The diagnostic instruments available to health professionals in routine practice are very blunt tools. "Bedside" paper-based cognitive testing might be sensitive but is also non-specific and rendering high numbers of false positive results, which raise concern in patients and extra costs from subsequent clinical work up.

Despite frequent, often overblown, press reports of breakthroughs, the quest to develop a quick, acceptable, cheap and reliable dementia biomarker continues. Biomarkers usually identify only Alzheimer’s disease (the most common, but not the only cause of dementia) and are often reported in populations with high prevalence of this disease. A full evaluation of biomarkers as a screening, or predictive, tool in the general population is still to emerge.

Early diagnosis of dementia can be valuable, potentially opening the door to effective interventions. The medical options to treat dementia, however, are limited. Medication for Alzheimer’s, for example, ameliorates symptoms but does nothing to alter the underlying disease process. Using treatment in a wider framework - having an understanding of the distressing changes that dementing illnesses cause and a sense of what the future may bring the patient - can be of great value.

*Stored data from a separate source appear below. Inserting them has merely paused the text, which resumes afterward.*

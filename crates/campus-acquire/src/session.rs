use regex::Regex;

use campus_model::{AuthFailure, SessionToken};
use campus_validate::response::page_title;

use crate::types::AcquisitionResult;

/// Decide whether a login submission worked and pull out the session token.
pub fn evaluate_login(result: &AcquisitionResult, cookie_key: &str) -> Result<SessionToken, AuthFailure> {
    evaluate_login_with(result, cookie_key, "login")
}

/// Login evaluation with an explicit login-page title marker.
///
/// Still seeing the login page means the credentials were refused. Otherwise
/// the token comes from the collected cookies, then from the raw
/// `Set-Cookie` lines.
pub fn evaluate_login_with(
    result: &AcquisitionResult,
    cookie_key: &str,
    login_marker: &str,
) -> Result<SessionToken, AuthFailure> {
    let marker = login_marker.to_lowercase();
    if page_title(&result.body).is_some_and(|t| t.to_lowercase().contains(&marker)) {
        tracing::warn!("Login page returned after submitting credentials");
        return Err(AuthFailure::BadCredentials);
    }

    if let Some(value) = result.cookies.get(cookie_key).filter(|v| !v.is_empty()) {
        tracing::info!(cookie = cookie_key, "Session token found in cookies");
        return Ok(SessionToken::new(value));
    }

    if let Some(value) = token_from_set_cookie(&result.set_cookie_lines, cookie_key) {
        tracing::info!(cookie = cookie_key, "Session token found in Set-Cookie header");
        return Ok(SessionToken::new(value));
    }

    tracing::error!(cookie = cookie_key, "No session token in login response");
    Err(AuthFailure::NoSessionToken {
        cookie_key: cookie_key.to_string(),
    })
}

fn token_from_set_cookie(lines: &[String], cookie_key: &str) -> Option<String> {
    let re = Regex::new(&format!("{}=([^;]+)", regex::escape(cookie_key))).ok()?;
    lines
        .iter()
        .find_map(|line| re.captures(line).map(|c| c[1].trim().to_string()))
        .filter(|v| !v.is_empty())
}
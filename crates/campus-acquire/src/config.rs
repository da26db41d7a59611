use std::path::PathBuf;
use std::time::Duration;

pub const DEFAULT_BASE_URL: &str = "https://sahrdaya.etlab.in";
pub const DEFAULT_COOKIE_KEY: &str = "SAHRDAYASESSIONID";

/// Settings for talking to one portal instance.
///
/// The CLI fills this from arguments and environment variables; tests build
/// it directly.
#[derive(Debug, Clone)]
pub struct PortalConfig {
    /// Scheme and host of the portal, without a trailing slash.
    pub base_url: String,
    /// Name of the session cookie issued on login.
    pub cookie_key: String,
    /// Title fragment identifying the login page.
    pub login_marker: String,
    /// Bound on each HTTP attempt.
    pub request_timeout: Duration,
    /// Bound on a browser automation attempt, challenge wait included.
    pub automation_timeout: Duration,
    /// Allow the browser strategies when a Chromium binary is found.
    pub automation_enabled: bool,
    pub headless: bool,
    /// Explicit Chromium binary; searched on PATH when unset.
    pub chromium_path: Option<PathBuf>,
    /// Random pauses between attempts. Off in tests.
    pub jitter: bool,
}

impl Default for PortalConfig {
    fn default() -> Self {
        Self {
            base_url: DEFAULT_BASE_URL.to_string(),
            cookie_key: DEFAULT_COOKIE_KEY.to_string(),
            login_marker: "login".to_string(),
            request_timeout: Duration::from_secs(30),
            automation_timeout: Duration::from_secs(60),
            automation_enabled: true,
            headless: true,
            chromium_path: None,
            jitter: true,
        }
    }
}

impl PortalConfig {
    /// Absolute URL for a portal path such as `/user/login`.
    pub fn endpoint(&self, path: &str) -> String {
        format!(
            "{}/{}",
            self.base_url.trim_end_matches('/'),
            path.trim_start_matches('/')
        )
    }
}

#[cfg(test)]
mod tests {
    use super::*;

    #[test]
    fn test_endpoint_joins_slashes() {
        let config = PortalConfig {
            base_url: "http://portal.test/".into(),
            ..Default::default()
        };
        assert_eq!(config.endpoint("/user/login"), "http://portal.test/user/login");
        assert_eq!(config.endpoint("student/profile"), "http://portal.test/student/profile");
    }
}
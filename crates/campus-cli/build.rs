use chrono::Local;
use std::process::Command;

fn main() {
    let git_hash = match Command::new("git").args(["rev-parse", "--short", "HEAD"]).output() {
        Ok(output) if output.status.success() => {
            String::from_utf8_lossy(&output.stdout).trim().to_string()
        }
        _ => "unknown".to_string(),
    };

    // Tracked-file changes only; untracked files don't mark the build dirty.
    let dirty = Command::new("git")
        .args(["diff", "--quiet", "HEAD"])
        .status()
        .map(|s| !s.success())
        .unwrap_or(false);

    let build_hash = if dirty {
        format!("{}-dirty-{}", git_hash, Local::now().format("%Y%m%d-%H%M%S"))
    } else {
        git_hash
    };

    println!("cargo:rustc-env=BUILD_HASH={}", build_hash);
    println!("cargo:rerun-if-changed=../../.git/HEAD");
    println!("cargo:rerun-if-changed=../../.git/index");
}
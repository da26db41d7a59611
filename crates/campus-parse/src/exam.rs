//! End-semester grade cards and the listing that links to them.

use regex::Regex;
use scraper::{ElementRef, Html, Selector};
use std::sync::OnceLock;

use campus_model::{ExamResult, ExamSubject, RawDocument};

use crate::normalize::cell_text;

/// Href fragments of links from the results listing to individual grade cards.
const RESULT_LINK_MARKERS: [&str; 2] = ["viewresult", "examresult"];

/// Header text identifying the course table on a grade card.
const GRADE_TABLE_HEADERS: [&str; 4] = ["course code", "course name", "grade", "slot"];

fn selector(s: &str) -> Selector {
    Selector::parse(s).expect("valid selector")
}

/// Grade-card links on the results listing page, in page order without duplicates.
///
/// Hrefs are returned as written; the caller resolves relative ones.
pub fn exam_result_links(doc: &RawDocument) -> Vec<String> {
    let html = Html::parse_document(&doc.text);
    let mut links: Vec<String> = Vec::new();
    for anchor in html.select(&selector("a[href]")) {
        let Some(href) = anchor.value().attr("href").map(str::trim) else {
            continue;
        };
        let lower = href.to_lowercase();
        if RESULT_LINK_MARKERS.iter().any(|m| lower.contains(m)) && !links.iter().any(|l| l == href) {
            links.push(href.to_string());
        }
    }
    links
}

/// Extract one grade card: exam metadata, course rows and the grade-point summary.
///
/// Returns `None` when the page holds no course rows.
pub fn extract_exam_result(doc: &RawDocument) -> Option<ExamResult> {
    let html = Html::parse_document(&doc.text);
    let mut exam = ExamResult::default();

    read_metadata_rows(&html, &mut exam);
    if exam.exam_name.is_empty() {
        exam.exam_name = exam_name_from_headings(&html).unwrap_or_default();
    }
    if !exam.exam_name.is_empty() {
        fill_from_exam_name(&mut exam);
    }

    for table in html.select(&selector("table")) {
        read_grade_table(table, &mut exam);
    }

    if exam.subjects.is_empty() {
        tracing::debug!(exam = %exam.exam_name, "Grade card has no course rows");
        return None;
    }
    tracing::info!(exam = %exam.exam_name, subjects = exam.subjects.len(), "Extracted exam result");
    Some(exam)
}

/// Label/value rows such as "Name of Exam | B.Tech S5 ...".
fn read_metadata_rows(html: &Html, exam: &mut ExamResult) {
    let td = selector("td");
    for row in html.select(&selector("tr")) {
        let cells: Vec<String> = row.select(&td).map(cell_text).collect();
        let [label, value, ..] = cells.as_slice() else {
            continue;
        };
        let label = label.to_lowercase();
        let value = value.clone();
        if label.contains("name of exam") {
            exam.exam_name = value;
        } else if label.contains("degree") && exam.degree.is_empty() {
            exam.degree = value;
        } else if label.contains("semester") && exam.semester.is_empty() {
            exam.semester = value;
        } else if label.contains("academic year") {
            exam.academic_year = value;
        } else if label.contains("month") && !label.contains("academic") {
            exam.month = value;
        } else if label.trim_end_matches(':').trim() == "year" {
            exam.year = value;
        }
    }
}

fn exam_name_from_headings(html: &Html) -> Option<String> {
    let headings = html
        .select(&selector("h1, h2, h3, title"))
        .map(cell_text)
        .find(|text| {
            let lower = text.to_lowercase();
            lower.contains("semester") && lower.contains("exam")
        });
    headings.or_else(|| {
        html.select(&selector("a[href]"))
            .map(cell_text)
            .find(|text| text.to_lowercase().contains("semester") && text.chars().count() > 20)
    })
}

/// Fill metadata the page did not state from the exam name
/// (e.g. "B.Tech Fifth Semester Exam December 2024 (2022 Admission)").
fn fill_from_exam_name(exam: &mut ExamResult) {
    static SEMESTER: OnceLock<Regex> = OnceLock::new();
    static MONTH_YEAR: OnceLock<Regex> = OnceLock::new();
    static ADMISSION: OnceLock<Regex> = OnceLock::new();
    static YEAR_RANGE: OnceLock<Regex> = OnceLock::new();

    let name = exam.exam_name.clone();

    if exam.semester.is_empty() {
        let re = SEMESTER.get_or_init(|| {
            Regex::new(
                r"(?i)(First|Second|Third|Fourth|Fifth|Sixth|Seventh|Eighth|Ist|IInd|IIIrd|IVth|Vth|VIth|VIIth|VIIIth)\s+Semester",
            )
            .expect("valid regex")
        });
        if let Some(m) = re.find(&name) {
            exam.semester = m.as_str().to_string();
        }
    }

    if exam.degree.is_empty() {
        if ["B.Tech", "B Tech", "BTech"].iter().any(|d| name.contains(d)) {
            exam.degree = "BTech KTU".to_string();
        } else if ["M.Tech", "M Tech", "MTech"].iter().any(|d| name.contains(d)) {
            exam.degree = "MTech KTU".to_string();
        }
    }

    if exam.month.is_empty() || exam.year.is_empty() {
        let re = MONTH_YEAR.get_or_init(|| {
            Regex::new(
                r"(January|February|March|April|May|June|July|August|September|October|November|December)\s+(\d{4})",
            )
            .expect("valid regex")
        });
        if let Some(caps) = re.captures(&name) {
            if exam.month.is_empty() {
                exam.month = caps[1].to_string();
            }
            if exam.year.is_empty() {
                exam.year = caps[2].to_string();
            }
        }
    }

    if exam.academic_year.is_empty() {
        let admission = ADMISSION
            .get_or_init(|| Regex::new(r"\((\d{4})\s+Admission\)").expect("valid regex"));
        let range = YEAR_RANGE.get_or_init(|| Regex::new(r"(\d{4})-(\d{4})").expect("valid regex"));
        if let Some(start) = admission
            .captures(&name)
            .and_then(|c| c[1].parse::<u32>().ok())
        {
            exam.academic_year = format!("{}-{}", start, start + 1);
        } else if let Some(caps) = range.captures(&name) {
            exam.academic_year = format!("{}-{}", &caps[1], &caps[2]);
        }
    }
}

/// Course rows and the SGPA/CGPA/earned-credit lines below the header row.
fn read_grade_table(table: ElementRef, exam: &mut ExamResult) {
    let row_sel = selector("tr");
    let header_sel = selector("th, td");
    let td = selector("td");

    let rows: Vec<ElementRef> = table.select(&row_sel).collect();
    let header_of = |row: &ElementRef| -> Vec<String> {
        row.select(&header_sel)
            .map(|c| cell_text(c).to_lowercase())
            .collect()
    };
    let Some(header_idx) = rows.iter().position(|row| {
        let text = header_of(row).join(" ");
        GRADE_TABLE_HEADERS.iter().any(|k| text.contains(k))
    }) else {
        return;
    };
    let headers = header_of(&rows[header_idx]);

    for row in &rows[header_idx + 1..] {
        let cells: Vec<String> = row.select(&td).map(cell_text).collect();
        if cells.len() < 2 {
            continue;
        }
        let row_text = cells.join(" ");
        if row_text.contains("SGPA") {
            exam.sgpa = last_number(&cells).or(exam.sgpa);
            continue;
        }
        if row_text.contains("CGPA") {
            exam.cgpa = last_number(&cells).or(exam.cgpa);
            continue;
        }
        if row_text.contains("Earned Credit") {
            exam.earned_credit = cells
                .iter()
                .rev()
                .find_map(|c| c.trim().parse::<u32>().ok())
                .or(exam.earned_credit);
            continue;
        }

        let subject = subject_row(&headers, &cells);
        if subject.code.is_some() || subject.name.is_some() {
            exam.subjects.push(subject);
        }
    }
}

fn subject_row(headers: &[String], cells: &[String]) -> ExamSubject {
    let mut subject = ExamSubject::default();
    for (header, cell) in headers.iter().zip(cells) {
        if cell.is_empty() {
            continue;
        }
        let value = Some(cell.clone());
        if header.contains("slot") || header == "no" {
            subject.slot = value;
        } else if header.contains("code") {
            subject.code = value;
        } else if header.contains("name") {
            subject.name = value;
        } else if header.contains("grade") {
            subject.grade = value;
        } else if header.contains("credit") {
            subject.credit = cell.trim().parse().ok();
        } else if header.contains("pass") || header.contains("status") {
            subject.status = value;
        }
    }
    subject
}

/// Last cell that is a plain decimal number; a comma counts as the decimal point.
fn last_number(cells: &[String]) -> Option<f64> {
    cells.iter().rev().find_map(|c| {
        let c = c.trim();
        let numeric = !c.is_empty() && c.chars().all(|ch| ch.is_ascii_digit() || ch == '.' || ch == ',');
        numeric.then(|| c.replace(',', ".").parse().ok()).flatten()
    })
}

Diagnosis opens access to support for patients and those that care for them. Support can help with practical issues (e.g., how to manage personal finances) and ease the emotional burden that living with dementia entails. But this approach is not for everyone. Many people do not wish to be made aware of a diagnosis of this nature until they have significant impairment of their health and wellbeing.

Whilst this might appear a gloomy picture, the advocacy of the UK government during its presidency of the 2014 G8 Dementia Summit has provided significant impetus to develop international co-operation in dementia research. The UK funding for research will increase to £66 million by 2015 while the U.S. has committed to spending $550 million.

Today, screening for dementia in the general population cannot be justified with the instruments and treatments available but this is likely to change in the near future, given renewed impetus to the research agenda.

What would the impact of a breakthrough be on the insurance industry?

  • Significant advances in dementia diagnosis and treatment could impact annuity writers if improved treatments increase life expectancy materially.
  • Other life insurers are unlikely to see a notable change in experience because term assurance makes up the bulk of their portfolios and these benefits typically cease by age 70. (Screening is unlikely to be recommended before people reach their 60s, given low dementia prevalence at younger ages).
  • Critical Illness claims require not only a definite diagnosis but also levels of impairment for Alzheimer’s disease and other forms of dementia. Screening among people who do not have these levels of impairment should not increase claim rates.